My brain is laced with congealed fat and genetically modified whatever, so this entry will be poorly written...although, I think that is normal for me. Anyway, I give you the thoughts, *actions*, and "words" (and commentary!) that all came together today to make...
The McBad Choice.

I'm running out of money! Hurry up fall semester! I need my financial aid. I should try to save money and hit up the old McDollar Menu during my lunch break at the temp job I've taken up (and surprisingly enjoy) to make ends meet during the times I'm not working as an unpaid intern (which I also enjoy). *Walks up to counter and am informed that my order does not compute* WHAT?! A MCDONALD'S WITH NO DOLLAR MENU? Blasphemy! ...Shit! What should I order??? *panic mode* "Uh... I'll have a number 4 with Dr. Pepper." What did I just order? ( FYI: Asking for a number 4 at McDonald's will get you two cheeseburgers a medium fry and a medium soda. Why I didn't just ask for a regular cheeseburger instead is a mystery.) I'll sit at this small table to eat my enormous meal in peace and shame. *Family walks in with no less that 8 screaming children and two sleeping children in a double stroller, sits down at all the tables surrounding me, and two of them sit at my table. Without asking me if I'm okay with that.* (Literally. <--I am using this word correctly, not to indicate hyperbole.) These people are lucky I'm doing my internship in pediatrics, and I like kids! For all they know, I'm one of those bitches with a hostile womb who hates children! Or, a well dressed crazy person! ( I know that's not what a hostile womb is. Just work with me here.) *React to the child kicking me under the table by inhaling my fries and second burger at an alarming and impressive rate.* I really want ketchup. But if I get up, I might lose my seat, my meal or both! *continue to eat fries as they are*. *Collects things and clear out as fast as I can. My chair is swallowed by the crowd and I run out of there.*

*Halfway back to the office* Let me check the time on my phone. Where is my phone?
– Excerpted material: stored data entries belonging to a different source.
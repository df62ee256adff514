//! baidu_pan - A client for Baidu Netdisk (PCS).
//!
//! This library provides functionality to:
//! - Load application credentials and tokens from `.env`-style files
//! - Authorize through the OAuth2 authorization-code flow and keep tokens fresh
//! - Upload files and folders (sliced upload for large files)
//! - Download files and directories to the local filesystem
//! - Copy, move, rename, delete and search remote files
//!
//! # Example
//!
//! ```no_run
//! use baidu_pan::{Authenticator, ConfigLoader, PanClient, TransferOptions};
//!
//! #[tokio::main]
//! async fn main() -> anyhow::Result<()> {
//!     let config = ConfigLoader::new().load()?;
//!     let auth = Authenticator::from_config(config);
//!     let client = PanClient::connect(auth).await?;
//!
//!     let options = TransferOptions::new().overwrite(true);
//!     client.upload().upload_file("notes.txt", "/apps/demo/notes.txt", &options).await?;
//!
//!     let report = client.downfile().downdir("/apps/demo", "backup", &options).await?;
//!     println!("{}", report);
//!
//!     Ok(())
//! }
//! ```

pub mod auth;
pub mod client;
pub mod config;
pub mod download;
pub mod error;
pub mod hashing;
pub mod manage;
pub mod models;
pub mod progress;
pub mod remote_path;
pub mod transfer;
pub mod upload;

// Re-exports for convenience
pub use auth::{AuthState, Authenticator};
pub use client::PanClient;
pub use config::{ConfigLoader, EnvFile, Endpoints, LoadedConfig};
pub use download::DownloadClient;
pub use error::{PanError, Result};
pub use manage::{FileOperation, OnDup};
pub use models::{AppCredentials, Category, Credential, RemoteEntry, Tokens};
pub use transfer::{FileTransferUnit, TransferOptions, TransferReport, TransferStatus};
pub use upload::UploadClient;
CRAP! *Runs back to McHell* *Snatches phone from the middle of the table, which goes unnoticed by screaming children and broken parents*

*Day goes by...* I'm never eating anything that's not a homemade fruit smoothie, ever again.

*Goes home and showers grease and sin away*. * Lover comes home and surprises me with donner kebab for dinner*! *I pretend to be dainty for 5 seconds before polishing it off like a boss*. *PAIN* I think I might be able to withstand childbirth without drugs after this.